Farmers and growers of all kind came together at Thimbleberry Farm to network and learn from one another at the first Skeena Bulkley Farmers Meet & Greet on March 9.
With almost 40 people attending, the Saturday event invited the public via Facebook to come out in pursuit of building a stronger community surrounding local agriculture.
“We’re new to farming and we’ve hosted this meet and greet because we wanted to see what everyone is growing, producing and what everyone is interested in, in terms of local food and production,” says Vicky Serafini, host and co-owner of Thimbleberry Farm. “The turnout was great, everyone was really enthusiastic and it’s just great to hear the different angles that people are coming in at with food production.”
At the gathering, there were no stereotypical story-book farmers in overalls and a straw hat but instead a miscellaneous mix of young and old people eager to pass along their plate of knowledge.
“We had home gardeners and growers, people that are interested in full-scale, off-grid farming, we have people in-town hobby farmers and we also have some local producers,” says Serafini. “I think it’s important for people to understand that farming isn’t necessarily about having five or 10 aces, slaving away. You can produce a lot of food on a small scale, you don’t have to be producing a lot to sell it at the farmer’s market.”
Serafini moved to Terrace with her husband in 2014 and considered farming as a potential retirement plan but when they came across their current three-acre property on Braun’s Island, they realized they could incorporate small-scale farming on only .25 of an acre as part of their lifestyle.
Within a year (and while welcoming a newborn baby into the family), they managed to start a garden up with a variety of vegetables, raise egg-laying hens and even a few rabbits — which Serafini says is a popular meat for many Portuguese and Italian families in the area, and encourages others to try. They were able to produce enough to sell regularly at the farmer’s market and she says they’re looking forward to the years ahead.
“We’re hoping to grow our own farm business but we also wanted to help develop the overall farming community in this area because we have a great climate, Terrace has a great agricultural history and I think it would really benefit from growing its own food,” she says. “Hopefully we can get more young people into farming and learning from the older generation.”
She says that veteran farmers hold valuable information beyond just general advice.

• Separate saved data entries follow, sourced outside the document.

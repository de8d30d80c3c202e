//! # Service-Side Execution Context
//!
//! A [`ServiceContext`] is the per-invocation conversation object on the
//! executing side. It interleaves handler-authored business logic with
//! incoming messages through two queues:
//!
//! - the *input buffer* holds provided inputs, demultiplexed out of the
//!   general message stream on arrival so `get_inputs` can wait per type;
//! - the *message queue* holds control traffic (confirmations, payment
//!   replies), which correlated upcalls drain with per-reqId predicates.
//!
//! Produced outputs and errors accumulate in a *return buffer* that is
//! flushed as a single batched `Return` at the next suspension point, at
//! `finish`/`suspend`, or after an incoming dispatch finds it non-empty.
//!
//! ## Status machine
//!
//! ```text
//! Initialized -- invoke accepted ------> Active
//! Active      -- suspend() ------------> Suspended
//! Active      -- finish() -------------> Finished
//! Active      -- Cancel received ------> Cancelled
//! Suspended   -- next incoming message > Active (via restore)
//! Finished / Cancelled: terminal
//! ```
//!
//! No message may be sent unless the status is `Active`. Dispatch of an
//! incoming message resolves before the handler observes its effects, so
//! the transport can acknowledge the POST without waiting on handler logic.

use std::collections::HashMap;
use std::sync::atomic::{AtomicBool, AtomicU64, Ordering};
use std::sync::Arc;
use std::time::Duration;

use parking_lot::Mutex;
use serde::de::DeserializeOwned;
use serde::{Deserialize, Serialize};
use serde_json::Value;
use tracing::{debug, warn};
use uuid::Uuid;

Each region has its own specifics when it comes to understanding the geography, climate, and soil of the land and here in the Terrace area, that knowledge and experience is being lost as many retire or pass away if no one steps up to acquire it.
“A lot of the farmers are willing to pass on [information] so that the younger farmers don’t need to start from scratch because sometimes starting from the beginning can create a serious disincentive for people to get into it,” Serafini says. “Farming is a very steep learning curve, you have to be a jack of all trades and the master all of those — you are either doing it well or it’s not going to be worth your time.”
Cameron Bell, one of the young attendees at the event, started his own farming business called Farmer Cam’s Foods where he’ll be growing his own organic crops such as tomatoes, beets, cucumbers, onion, and salad mix to sell for this year’s upcoming Farmers Market.
But instead of purchasing land to harvest his produce, he’s decided to set up a license agreement with landowners at Hidden Acres in Thornhill to use a part of their land for his business.
“I’ve been fortunate to get to know some folks who own land, who were able to negotiate an agreement that I could use their property for an agreed price… the resources are out there but you have to be flexible and be able to put in the time and effort to find that information,” says Bell.
He says that becoming a farmer nowadays takes some creativity and that many young people don’t always have the financial freedom to own property. By renting out land from somebody who a few extra acres to spare, it benefits both sides and has allowed Bell to enter the farming industry at an earlier age.
“There are barriers, there are things that will slow you down but I don’t think there’s anything that would stop somebody that’s dedicated from starting a farm business from doing so.”
Having worked on farms throughout B.C. and Ontario for the past three years, he says that due to the special climate in Terrace he hopes to eventually grow fruit and nut trees on his farm as his business expands.
He says he’d also ideally like to continue growing to the point where he can hire up to ten staff and become the largest vegetable producer in the region.
“[Terrace] is a growing area, there’s going to be more consumers in the area over the next decade and I look forward in doing my best to ramp up production so we could be supplying as much local food here to residents as possible,” Bell says.
“Farming is important because people live here and people need to eat, there’s more interest in local food these days and even restaurants are trying to buy local foods specifically.”
With the “simple” farm life reinventing itself onto social media, Bell says he doesn’t see it as just a trend as it’s important to see it as a necessity as climate change begins to change where and at what capacity we can grow food.
“There are ways for technology and society to capitalize on these opportunities to be supporting local businesses and farms to be getting their food from their own bioregion… working towards local food security is very important at this day and age.”
Local farmers will have their product stands up at the Skeena Valley Farmers Market every Saturday beginning May 4.